The ascent to Mont Blanc is a long and tiring climb, but it gives a great satisfaction as it is the highest and the most prestigious summit of the namesake massif. The "Normal" routes are two on the French side and one on the Italian side: the easiest is the one climbing up from Chamonix to the recently reconstructed Refuge Gouter, to then follow the Arête des Bosses. The second one is slightly more difficult starting from the Refuge Cosmiques and climbing through the 3 Mounts Blanc, or Mont Blanc du Tacul, Mont Maudit and finally Mont Blanc.

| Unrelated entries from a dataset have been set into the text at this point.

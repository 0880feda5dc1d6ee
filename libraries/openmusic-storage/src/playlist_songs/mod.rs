//! Song membership of playlists
//!
//! Every link change is paired with an activity record in the same
//! transaction, so the audit trail never disagrees with membership.

use crate::activities;
use openmusic_core::{error::Result, types::*, MusicError};
use sqlx::{Row, SqlitePool};

const ALREADY_IN_PLAYLIST: &str = "Song is already in the playlist";

/// Link a song to a playlist and record the `add` activity
///
/// Fails with `Conflict` when the pair already exists, including when a
/// concurrent insert wins the race and the `UNIQUE` constraint fires.
pub async fn add(
    pool: &SqlitePool,
    playlist_id: &PlaylistId,
    song_id: &SongId,
    user_id: &UserId,
) -> Result<String> {
    let mut tx = pool.begin().await?;

    let existing = sqlx::query("SELECT id FROM playlist_song_links WHERE playlist_id = ? AND song_id = ?")
        .bind(playlist_id)
        .bind(song_id)
        .fetch_optional(&mut *tx)
        .await?;

    if existing.is_some() {
        return Err(MusicError::conflict(ALREADY_IN_PLAYLIST));
    }

    let link_id = generate_link_id();

    sqlx::query("INSERT INTO playlist_song_links (id, playlist_id, song_id) VALUES (?, ?, ?)")
        .bind(&link_id)
        .bind(playlist_id)
        .bind(song_id)
        .execute(&mut *tx)
        .await
        .map_err(|e| MusicError::from(e).with_conflict_message(ALREADY_IN_PLAYLIST))?;

    activities::append(&mut *tx, playlist_id, song_id, user_id, ActivityAction::Add).await?;

    tx.commit().await?;

    Ok(link_id)
}

/// Unlink a song from a playlist and record the `delete` activity
pub async fn remove(
    pool: &SqlitePool,
    playlist_id: &PlaylistId,
    song_id: &SongId,
    user_id: &UserId,
) -> Result<String> {
    let mut tx = pool.begin().await?;

    let removed = sqlx::query(
        "DELETE FROM playlist_song_links WHERE playlist_id = ? AND song_id = ? RETURNING id",
    )
    .bind(playlist_id)
    .bind(song_id)
    .fetch_optional(&mut *tx)
    .await?;

    let Some(removed) = removed else {
        return Err(MusicError::not_found("Song not found in this playlist"));
    };
    let link_id: String = removed.get("id");

    activities::append(&mut *tx, playlist_id, song_id, user_id, ActivityAction::Delete).await?;

    tx.commit().await?;

    Ok(link_id)
}
//! Existence checks against the externally owned catalog tables

use openmusic_core::{error::Result, types::*};
use sqlx::{Row, SqlitePool};

/// Check that a song exists in the catalog
pub async fn song_exists(pool: &SqlitePool, song_id: &SongId) -> Result<bool> {
    let row = sqlx::query("SELECT EXISTS(SELECT 1 FROM songs WHERE id = ?) AS found")
        .bind(song_id)
        .fetch_one(pool)
        .await?;

    Ok(row.get("found"))
}

/// Check that a user exists
pub async fn user_exists(pool: &SqlitePool, user_id: &UserId) -> Result<bool> {
    let row = sqlx::query("SELECT EXISTS(SELECT 1 FROM users WHERE id = ?) AS found")
        .bind(user_id)
        .fetch_one(pool)
        .await?;

    Ok(row.get("found"))
}

/// Check that an album exists
pub async fn album_exists(pool: &SqlitePool, album_id: &AlbumId) -> Result<bool> {
    let row = sqlx::query("SELECT EXISTS(SELECT 1 FROM albums WHERE id = ?) AS found")
        .bind(album_id)
        .fetch_one(pool)
        .await?;

    Ok(row.get("found"))
}

/// Get the email address stored for a user, if any
pub async fn user_email(pool: &SqlitePool, user_id: &UserId) -> Result<Option<String>> {
    let email = sqlx::query_scalar::<_, Option<String>>("SELECT email FROM users WHERE id = ?")
        .bind(user_id)
        .fetch_optional(pool)
        .await?;

    Ok(email.flatten())
}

The 3 Mounts Blanc Traverse is probably the longest and the most panoramic amongst the Normal Routes to join Mont Blanc summit. It starts from the Aiguille du Midi and ends on the summit of Mont Blanc. For the descent route you will have the choice between the Dôme du Gouter Normal Route, the Grands Mulets Route or by coming back again to the Aiguille du Midi. Note: The 3 Mounts traversee follows the Mont Blanc du Tacul and Mont Maudit Normal routes in the first part of the ascent.
The starting point is Chamonix Mont Blanc.
Getting to Chamonix
- coming from Italy: go through the Mont Blanc Tunnel, joining directly Chamonix
- coming from Switzerland: you may come from Martigny by driving up the Forclaz Pass and the Col the Montets, or from Geneva using the "Mont Blanc highway".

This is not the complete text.